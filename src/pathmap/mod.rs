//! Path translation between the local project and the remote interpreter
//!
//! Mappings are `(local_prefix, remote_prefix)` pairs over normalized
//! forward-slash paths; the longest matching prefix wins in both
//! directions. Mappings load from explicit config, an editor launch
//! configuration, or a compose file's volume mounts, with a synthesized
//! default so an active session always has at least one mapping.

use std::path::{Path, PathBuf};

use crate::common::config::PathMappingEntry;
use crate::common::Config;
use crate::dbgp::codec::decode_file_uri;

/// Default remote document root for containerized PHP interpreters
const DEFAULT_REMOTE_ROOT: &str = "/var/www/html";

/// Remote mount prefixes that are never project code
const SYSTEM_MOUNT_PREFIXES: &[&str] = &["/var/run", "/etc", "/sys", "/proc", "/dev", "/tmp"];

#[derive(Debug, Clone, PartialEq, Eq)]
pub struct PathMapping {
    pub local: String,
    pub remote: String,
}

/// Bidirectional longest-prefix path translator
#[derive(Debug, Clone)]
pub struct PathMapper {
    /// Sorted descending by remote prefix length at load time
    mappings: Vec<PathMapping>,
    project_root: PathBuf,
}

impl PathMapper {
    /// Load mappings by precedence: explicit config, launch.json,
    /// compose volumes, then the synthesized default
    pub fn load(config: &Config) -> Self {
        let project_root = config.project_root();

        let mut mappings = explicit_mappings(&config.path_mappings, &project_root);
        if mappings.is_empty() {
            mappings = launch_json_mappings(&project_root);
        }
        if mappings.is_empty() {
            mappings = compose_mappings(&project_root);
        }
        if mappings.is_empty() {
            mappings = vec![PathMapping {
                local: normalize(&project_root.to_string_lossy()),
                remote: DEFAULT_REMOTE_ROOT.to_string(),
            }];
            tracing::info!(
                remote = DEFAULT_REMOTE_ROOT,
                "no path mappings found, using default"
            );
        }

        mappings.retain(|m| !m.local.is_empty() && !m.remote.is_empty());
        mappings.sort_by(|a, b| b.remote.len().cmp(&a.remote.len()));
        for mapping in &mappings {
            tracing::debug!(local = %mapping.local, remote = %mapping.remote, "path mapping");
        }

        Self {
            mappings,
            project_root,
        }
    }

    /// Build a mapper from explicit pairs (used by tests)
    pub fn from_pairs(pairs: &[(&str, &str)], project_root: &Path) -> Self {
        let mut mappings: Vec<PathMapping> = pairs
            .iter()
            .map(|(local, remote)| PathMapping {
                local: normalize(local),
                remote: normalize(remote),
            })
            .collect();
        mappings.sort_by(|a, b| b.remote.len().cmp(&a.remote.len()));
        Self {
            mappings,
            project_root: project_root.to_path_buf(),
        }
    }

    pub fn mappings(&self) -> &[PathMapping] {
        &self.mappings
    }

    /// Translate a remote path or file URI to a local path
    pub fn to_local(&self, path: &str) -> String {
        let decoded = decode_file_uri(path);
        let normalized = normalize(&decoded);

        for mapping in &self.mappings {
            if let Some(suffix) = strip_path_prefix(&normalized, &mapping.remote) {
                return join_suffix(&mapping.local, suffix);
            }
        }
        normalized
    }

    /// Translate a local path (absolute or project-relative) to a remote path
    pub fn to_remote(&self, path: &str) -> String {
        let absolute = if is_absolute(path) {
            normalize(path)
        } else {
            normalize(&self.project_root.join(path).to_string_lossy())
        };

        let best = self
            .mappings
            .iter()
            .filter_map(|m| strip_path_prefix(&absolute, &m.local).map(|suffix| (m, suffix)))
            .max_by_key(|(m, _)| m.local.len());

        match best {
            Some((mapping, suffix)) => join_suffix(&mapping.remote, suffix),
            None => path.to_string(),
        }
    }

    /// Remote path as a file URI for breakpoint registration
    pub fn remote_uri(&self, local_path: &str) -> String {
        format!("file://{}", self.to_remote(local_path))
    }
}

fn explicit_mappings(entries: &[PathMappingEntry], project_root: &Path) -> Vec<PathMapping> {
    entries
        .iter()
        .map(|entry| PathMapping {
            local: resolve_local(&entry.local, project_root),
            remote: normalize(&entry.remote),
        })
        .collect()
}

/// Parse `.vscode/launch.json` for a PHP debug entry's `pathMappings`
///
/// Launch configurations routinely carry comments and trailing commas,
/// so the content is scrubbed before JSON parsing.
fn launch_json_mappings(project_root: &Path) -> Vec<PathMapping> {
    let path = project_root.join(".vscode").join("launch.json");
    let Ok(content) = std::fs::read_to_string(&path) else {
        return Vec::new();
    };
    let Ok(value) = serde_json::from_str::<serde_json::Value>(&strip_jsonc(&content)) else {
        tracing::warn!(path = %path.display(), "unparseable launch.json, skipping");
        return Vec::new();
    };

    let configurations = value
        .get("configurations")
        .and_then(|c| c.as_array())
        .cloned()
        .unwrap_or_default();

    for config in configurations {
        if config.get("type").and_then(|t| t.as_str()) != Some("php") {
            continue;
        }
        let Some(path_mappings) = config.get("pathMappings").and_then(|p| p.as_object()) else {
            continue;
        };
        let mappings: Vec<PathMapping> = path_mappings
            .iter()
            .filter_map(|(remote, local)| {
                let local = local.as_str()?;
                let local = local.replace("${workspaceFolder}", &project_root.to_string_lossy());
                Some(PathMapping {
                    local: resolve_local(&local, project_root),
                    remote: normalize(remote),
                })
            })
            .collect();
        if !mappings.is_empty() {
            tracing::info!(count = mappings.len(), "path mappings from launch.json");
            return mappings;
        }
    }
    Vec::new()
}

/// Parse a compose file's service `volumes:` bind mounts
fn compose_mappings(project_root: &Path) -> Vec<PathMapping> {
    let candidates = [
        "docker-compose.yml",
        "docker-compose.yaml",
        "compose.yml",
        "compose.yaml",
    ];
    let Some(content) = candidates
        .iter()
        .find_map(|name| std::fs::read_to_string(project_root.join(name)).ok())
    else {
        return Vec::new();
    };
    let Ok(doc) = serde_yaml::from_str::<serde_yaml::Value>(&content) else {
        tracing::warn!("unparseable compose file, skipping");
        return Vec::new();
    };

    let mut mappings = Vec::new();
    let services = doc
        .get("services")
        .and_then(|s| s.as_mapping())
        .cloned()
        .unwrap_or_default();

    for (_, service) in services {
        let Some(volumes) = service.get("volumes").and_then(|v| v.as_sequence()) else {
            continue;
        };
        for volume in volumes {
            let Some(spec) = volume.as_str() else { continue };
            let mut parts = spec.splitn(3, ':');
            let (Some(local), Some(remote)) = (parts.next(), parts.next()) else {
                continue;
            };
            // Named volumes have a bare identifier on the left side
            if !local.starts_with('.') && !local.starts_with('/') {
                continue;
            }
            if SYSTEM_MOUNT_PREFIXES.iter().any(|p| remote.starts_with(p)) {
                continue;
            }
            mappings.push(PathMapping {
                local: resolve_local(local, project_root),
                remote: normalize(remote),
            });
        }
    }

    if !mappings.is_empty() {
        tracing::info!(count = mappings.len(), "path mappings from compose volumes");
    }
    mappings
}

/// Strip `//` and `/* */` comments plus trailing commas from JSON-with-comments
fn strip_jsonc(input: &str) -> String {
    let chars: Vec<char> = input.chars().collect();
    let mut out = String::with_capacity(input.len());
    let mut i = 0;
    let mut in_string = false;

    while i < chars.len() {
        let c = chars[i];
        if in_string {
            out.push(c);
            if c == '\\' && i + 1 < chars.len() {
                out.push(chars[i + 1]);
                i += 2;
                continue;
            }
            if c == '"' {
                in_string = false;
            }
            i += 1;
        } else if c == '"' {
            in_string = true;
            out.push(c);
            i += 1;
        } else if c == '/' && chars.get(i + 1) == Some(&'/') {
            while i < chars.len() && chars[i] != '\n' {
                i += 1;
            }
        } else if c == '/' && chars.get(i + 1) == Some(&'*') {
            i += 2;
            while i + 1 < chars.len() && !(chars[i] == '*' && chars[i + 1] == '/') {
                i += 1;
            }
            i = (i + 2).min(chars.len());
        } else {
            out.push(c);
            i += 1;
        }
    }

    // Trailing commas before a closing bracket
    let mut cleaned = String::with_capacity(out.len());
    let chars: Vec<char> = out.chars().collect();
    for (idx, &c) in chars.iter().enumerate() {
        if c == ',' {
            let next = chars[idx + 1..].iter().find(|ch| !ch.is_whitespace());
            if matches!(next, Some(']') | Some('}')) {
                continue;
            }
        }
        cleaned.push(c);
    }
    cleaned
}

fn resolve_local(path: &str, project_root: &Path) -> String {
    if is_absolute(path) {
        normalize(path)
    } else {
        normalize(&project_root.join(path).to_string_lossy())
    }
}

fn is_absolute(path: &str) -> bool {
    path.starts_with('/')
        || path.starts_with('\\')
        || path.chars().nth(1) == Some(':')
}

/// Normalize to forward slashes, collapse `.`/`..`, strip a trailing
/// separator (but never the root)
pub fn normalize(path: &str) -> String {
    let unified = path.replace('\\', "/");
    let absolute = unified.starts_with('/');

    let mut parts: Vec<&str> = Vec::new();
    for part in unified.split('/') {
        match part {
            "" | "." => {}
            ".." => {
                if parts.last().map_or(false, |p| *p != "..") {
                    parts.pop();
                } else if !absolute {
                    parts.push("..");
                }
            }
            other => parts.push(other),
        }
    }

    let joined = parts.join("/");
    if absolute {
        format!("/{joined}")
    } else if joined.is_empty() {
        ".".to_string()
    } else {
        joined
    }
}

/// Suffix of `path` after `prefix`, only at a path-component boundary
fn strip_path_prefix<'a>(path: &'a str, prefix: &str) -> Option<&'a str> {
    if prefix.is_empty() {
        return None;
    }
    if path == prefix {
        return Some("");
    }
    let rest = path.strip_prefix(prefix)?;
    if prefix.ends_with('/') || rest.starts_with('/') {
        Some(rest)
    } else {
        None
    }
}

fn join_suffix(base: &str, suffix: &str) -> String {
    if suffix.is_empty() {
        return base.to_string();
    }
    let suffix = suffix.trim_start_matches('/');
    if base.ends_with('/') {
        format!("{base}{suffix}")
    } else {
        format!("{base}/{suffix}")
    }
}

> _What the task asks_
Review the material and copy each line in which the word "collect" appears.

> _Task solution_
            .collect();
        .collect()
            .collect();
    let chars: Vec<char> = input.chars().collect();
    let chars: Vec<char> = out.chars().collect();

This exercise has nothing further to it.